Wasting paper and killing trees

I spent some time Tuesday morning listening to podcasts with writers. In the meantime, I dusted off the boxes in my office and decided to put some order to my journals. As some of you know, writing for me is somewhat a compulsion. It is a non-optional part of my daily practice.

journals 1992-1999.jpg
1992-1999

I hand write my journal. I am old-fashioned that way. The ideas that pour forth with a nice smooth pen on paper seem qualitatively different than what I write when I sit down to the keyboard. More raw. Less pre-meditated. Just me.

My intended audience for these journals is just me. I made my college roommate  promise me that if anything happened to me she would have the journals burned without reading them.

I was a little embarrassed when I started sorting the piles of journals into decades. The sheer volume of the once-blank books that span the last 26 years astonished me. Think of all the wasted paper! All those poor trees have been sacrificed for my greedy writing habit…Then I was kind of amazed. I started to wonder about the periods when I had been faithful to journal at least weekly, or other periods when journals were either lost or not kept.

journals-2000-2011.jpg
2000-2011

What happened to 2008-2009? No journals from that time. Mysterious.

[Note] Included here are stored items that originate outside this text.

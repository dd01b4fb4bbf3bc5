//! unclutter - a one-shot folder sorting utility
//!
//! This library recursively classifies files in a directory tree by
//! extension, moves them into category folders under the tree root, unpacks
//! archives into folders of their own, transliterates Cyrillic filenames,
//! and writes a log of everything it did. Subdirectories are walked
//! concurrently and removed once emptied.

pub mod archive;
pub mod cli;
pub mod config;
pub mod file_category;
pub mod file_processor;
pub mod output;
pub mod report;
pub mod transliterate;
pub mod walker;

pub use config::{ConfigError, SortConfig};
pub use file_category::{Category, ExtensionTable, Resolution};
pub use file_processor::{SortError, SortResult};
pub use report::{Action, Outcome, SortReport};
pub use transliterate::Transliterator;
pub use walker::{SortContext, create_category_folders, walk};

pub use cli::{Cli, run_cli};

Did I start journal-writing prior to 1992, the year I left home to go to Swarthmore College? I have a cute little lock & key style diary from when I was about 7 years old, a  that I probably got from my Mom.

I decided to document via photos the journals I have kept. This is as much to illustrate my insanity as to be able to let go of these books at some point, as per my desire to live a more minimalist life.

My collection from 2018 includes 15 blank books (so far, since I just started #16 today). That is really embarrassing. But I suppose in a way, it is something I can embrace. I write. My days flow better when I write each day. I also seem to have less insomnia when I let it all out rather than letting it simmer.

journals 2018
2018 alone – seriously?!?

When then if I want to work on a big project, a book idea? Do I keep writing? Do I perhaps use my journal as the “reward system” for after I’ve gotten my daily pages and work done?

Clearly it’s a habit that’s not going away. It feels like a lifeline to me, and I am sure I would need to spend a LOT more on therapy if I were NOT writing each day. Come to think of it, the gaps in my “years” of journals actually correspond to episodes of major transitions and/or clinical depression in my life: 1995, 2002, 2009.

Wow. Sh*t. Ages 21, 28 and 35. It seems I was due for an episode in 2016 at age 42, but it never arrived. I am giving credit to my consistent pile of journals and some proactive therapy. When you have tasted that flavor of darkness more than once you sometimes recognize the signs before it arrives again. Self-care is now a religion for me.

I told and AirBnB host back in September: I write because I must. Indeed. Apologies to the trees that sacrificed their lives for my mental health. And everlasting gratitude to you.

cumulative journals 1992-2018.jpg
The complete pile. Those top two huge piles in the left corner are 2017-2018.